Your task is to find every line of the listing that includes "TableDef" and copy it.

------------------------------

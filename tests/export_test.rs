// ABOUTME: End-to-end export tests over in-memory catalog snapshots
// ABOUTME: Checks statement ordering, deferral, cycle warnings and cursor cleanup

use postgres_porter::catalog::*;
use postgres_porter::dump::{
    DatabaseDump, DumpOptions, DumpStats, MemoryDataSource, OutputSink, ScriptWriter,
};
use postgres_porter::dump::Compression;
use std::io::Read;

fn table(id: u32, name: &str) -> TableDef {
    let mut table = TableDef::new(
        ObjectId(id),
        QualifiedName::new("public", name),
        TableShape::Plain,
    );
    table.columns.push(ColumnDef::new("id", "integer"));
    table
}

fn foreign_key(name: &str, column: &str, references: u32) -> ConstraintDef {
    ConstraintDef {
        name: name.to_string(),
        kind: ConstraintKind::ForeignKey {
            references: ObjectId(references),
        },
        definition: format!("FOREIGN KEY ({}) REFERENCES public.accounts(id)", column),
        columns: vec![column.to_string()],
        function_refs: Vec::new(),
        is_local: true,
    }
}

fn function(id: u32, name: &str) -> FunctionDef {
    FunctionDef {
        id: ObjectId(id),
        name: QualifiedName::new("public", name),
        identity_args: "integer".to_string(),
        definition: format!(
            "CREATE OR REPLACE FUNCTION public.{}(v integer)\n RETURNS boolean\n LANGUAGE sql\nAS $function$select v > 0$function$\n",
            name
        ),
        is_procedure: false,
        type_refs: Vec::new(),
        meta: ObjectMeta::default(),
    }
}

async fn render(
    snapshot: &CatalogSnapshot,
    options: &DumpOptions,
    source: &mut MemoryDataSource,
) -> (String, DumpStats) {
    let mut buf: Vec<u8> = Vec::new();
    let stats = {
        let mut script = ScriptWriter::new(&mut buf);
        let mut dump = DatabaseDump::new(snapshot, options);
        dump.write_all(&mut script, source).await.unwrap()
    };
    (String::from_utf8(buf).unwrap(), stats)
}

fn position(text: &str, needle: &str) -> usize {
    text.find(needle)
        .unwrap_or_else(|| panic!("missing {:?} in:\n{}", needle, text))
}

#[tokio::test]
async fn test_foreign_key_follows_both_tables() {
    let mut snapshot = CatalogSnapshot::new("shop");
    // orders is scanned first, so only the edge puts accounts ahead of it
    let mut orders = table(2, "orders");
    orders.columns.push(ColumnDef::new("account_id", "integer"));
    orders
        .constraints
        .push(foreign_key("orders_account_id_fkey", "account_id", 1));
    snapshot.add_table(orders);
    snapshot.add_table(table(1, "accounts"));

    let options = DumpOptions {
        structure_only: true,
        ..Default::default()
    };
    let (text, stats) = render(&snapshot, &options, &mut MemoryDataSource::new()).await;

    let accounts = position(&text, "CREATE TABLE \"public\".\"accounts\"");
    let orders = position(&text, "CREATE TABLE \"public\".\"orders\"");
    let fk = position(
        &text,
        "ALTER TABLE \"public\".\"orders\" ADD CONSTRAINT \"orders_account_id_fkey\" FOREIGN KEY (account_id)",
    );
    assert!(accounts < orders);
    assert!(orders < fk);
    assert_eq!(stats.deferred_written, 1);
    assert_eq!(stats.circular_objects, 0);
}

#[tokio::test]
async fn test_check_on_later_function_is_validated_after_it() {
    let mut snapshot = CatalogSnapshot::new("shop");
    let mut payments = table(1, "payments");
    payments.columns.push(ColumnDef::new("amount", "integer"));
    payments.constraints.push(ConstraintDef {
        name: "payments_amount_check".to_string(),
        kind: ConstraintKind::Check,
        definition: "CHECK (public.is_positive(amount))".to_string(),
        columns: vec!["amount".to_string()],
        function_refs: vec![ObjectId(2)],
        is_local: true,
    });
    snapshot.add_table(payments);
    snapshot.add_function(function(2, "is_positive"));

    let options = DumpOptions {
        structure_only: true,
        ..Default::default()
    };
    let (text, _) = render(&snapshot, &options, &mut MemoryDataSource::new()).await;

    let create = position(&text, "CREATE TABLE \"public\".\"payments\"");
    let function = position(&text, "CREATE OR REPLACE FUNCTION public.is_positive");
    let not_valid = position(
        &text,
        "ALTER TABLE \"public\".\"payments\" ADD CONSTRAINT \"payments_amount_check\" CHECK (public.is_positive(amount)) NOT VALID;",
    );
    let validate = position(
        &text,
        "ALTER TABLE \"public\".\"payments\" VALIDATE CONSTRAINT \"payments_amount_check\";",
    );
    assert!(create < function);
    assert!(function < not_valid);
    assert!(not_valid < validate);
    // The constraint is not also created inline
    assert_eq!(text.matches("CHECK (public.is_positive(amount))").count(), 1);
}

#[tokio::test]
async fn test_selected_table_without_dependencies_omits_functions() {
    let mut snapshot = CatalogSnapshot::new("shop");
    snapshot.add_function(function(1, "next_code"));
    let mut codes = table(2, "codes");
    let mut code = ColumnDef::new("code", "integer");
    code.default = Some("public.next_code(1)".to_string());
    code.default_refs = vec![ObjectId(1)];
    codes.columns.push(code);
    snapshot.add_table(codes);

    let options = DumpOptions {
        objects: vec!["public.codes".to_string()],
        structure_only: true,
        ..Default::default()
    };
    let (text, _) = render(&snapshot, &options, &mut MemoryDataSource::new()).await;
    assert!(text.contains("CREATE TABLE \"public\".\"codes\""));
    assert!(!text.contains("FUNCTION public.next_code"));

    let with_dependencies = DumpOptions {
        include_dependencies: true,
        ..options
    };
    let (text, _) = render(&snapshot, &with_dependencies, &mut MemoryDataSource::new()).await;
    let function = position(&text, "CREATE OR REPLACE FUNCTION public.next_code");
    let table = position(&text, "CREATE TABLE \"public\".\"codes\"");
    assert!(function < table);
}

#[tokio::test]
async fn test_mutual_foreign_keys_warn_and_still_emit_everything() {
    let mut snapshot = CatalogSnapshot::new("shop");
    let mut accounts = table(1, "accounts");
    accounts.columns.push(ColumnDef::new("last_order", "integer"));
    accounts
        .constraints
        .push(foreign_key("accounts_last_order_fkey", "last_order", 2));
    let mut orders = table(2, "orders");
    orders.columns.push(ColumnDef::new("account_id", "integer"));
    orders
        .constraints
        .push(foreign_key("orders_account_id_fkey", "account_id", 1));
    snapshot.add_table(orders);
    snapshot.add_table(accounts);

    let options = DumpOptions {
        structure_only: true,
        ..Default::default()
    };
    let (text, stats) = render(&snapshot, &options, &mut MemoryDataSource::new()).await;

    assert!(text.contains("WARNING: circular dependencies detected."));
    assert_eq!(stats.circular_objects, 2);
    // Alphabetical fallback
    let accounts = position(&text, "CREATE TABLE \"public\".\"accounts\"");
    let orders = position(&text, "CREATE TABLE \"public\".\"orders\"");
    assert!(accounts < orders);
    let first_fk = position(&text, "ADD CONSTRAINT \"accounts_last_order_fkey\"");
    let second_fk = position(&text, "ADD CONSTRAINT \"orders_account_id_fkey\"");
    assert!(orders < first_fk && orders < second_fk);
}

#[tokio::test]
async fn test_hostile_names_stay_inside_comments() {
    let mut snapshot = CatalogSnapshot::new("shop");
    let mut orders = table(2, "orders");
    orders.columns.push(ColumnDef::new("account_id", "integer"));
    orders.constraints.push(foreign_key(
        "fk\nDROP TABLE important;",
        "account_id",
        1,
    ));
    snapshot.add_table(orders);
    snapshot.add_table(table(1, "acc\rDROP TABLE other;"));

    let options = DumpOptions {
        objects: vec!["public.orders".to_string()],
        structure_only: true,
        ..Default::default()
    };
    let (text, _) = render(&snapshot, &options, &mut MemoryDataSource::new()).await;

    assert!(text.contains("skipped: referenced table public.accDROP TABLE other; is not"));
    assert!(!text.contains('\r'));
    for line in text.split('\n') {
        assert!(
            !line.trim_start().starts_with("DROP TABLE"),
            "executable line {:?} in:\n{}",
            line,
            text
        );
    }
}

#[tokio::test]
async fn test_unreadable_object_becomes_a_comment() {
    let mut snapshot = CatalogSnapshot::new("shop");
    snapshot.add_table(table(1, "accounts"));
    snapshot.add_failure(
        ObjectEntry {
            id: ObjectId(2),
            name: QualifiedName::new("public", "secrets"),
            kind: ObjectKind::Table,
            parent: None,
        },
        "permission denied for table secrets",
    );

    let options = DumpOptions {
        structure_only: true,
        ..Default::default()
    };
    let (text, stats) = render(&snapshot, &options, &mut MemoryDataSource::new()).await;
    assert!(text.contains("CREATE TABLE \"public\".\"accounts\""));
    assert!(text.contains(
        "-- Skipped: could not read table public.secrets from the catalog: permission denied for table secrets"
    ));
    assert_eq!(stats.catalog_failures, 1);
}

#[tokio::test]
async fn test_data_cursor_released_when_fetch_fails() {
    let mut snapshot = CatalogSnapshot::new("shop");
    snapshot.add_table(table(1, "accounts"));
    let mut source = MemoryDataSource::new();
    source.insert(ObjectId(1), vec![vec![Some("1".to_string())]]);
    source.fail_table = Some(ObjectId(1));

    let options = DumpOptions::default();
    let mut buf: Vec<u8> = Vec::new();
    let result = {
        let mut script = ScriptWriter::new(&mut buf);
        let mut dump = DatabaseDump::new(&snapshot, &options);
        dump.write_all(&mut script, &mut source).await
    };
    assert!(result.is_err());
    assert_eq!(source.open_cursors(), 0);
}

#[tokio::test]
async fn test_gzip_sink_round_trip() {
    let mut snapshot = CatalogSnapshot::new("shop");
    snapshot.add_table(table(1, "accounts"));
    let mut source = MemoryDataSource::new();
    source.insert(
        ObjectId(1),
        (0..250).map(|i| vec![Some(i.to_string())]).collect(),
    );
    let options = DumpOptions {
        batch_size: Some(100),
        ..Default::default()
    };

    let (mut sink, framing) = OutputSink::begin(Compression::Gzip, "shop", Vec::new()).unwrap();
    {
        let mut script = ScriptWriter::new(&mut sink);
        let mut dump = DatabaseDump::new(&snapshot, &options);
        let stats = dump.write_all(&mut script, &mut source).await.unwrap();
        assert_eq!(stats.rows, 250);
    }
    let bytes = sink.finish().unwrap();
    assert_eq!(framing.file_name, "shop.sql.gz");
    assert_eq!(source.largest_batch, 100);

    let mut text = String::new();
    flate2::read::GzDecoder::new(bytes.as_slice())
        .read_to_string(&mut text)
        .unwrap();
    assert!(text.contains("COPY \"public\".\"accounts\" (\"id\") FROM stdin;\n0\n1\n"));
    assert!(text.contains("249\n\\.\n"));
}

------------------------------

> WRITTEN SOLUTION
fn table(id: u32, name: &str) -> TableDef {
    let mut table = TableDef::new(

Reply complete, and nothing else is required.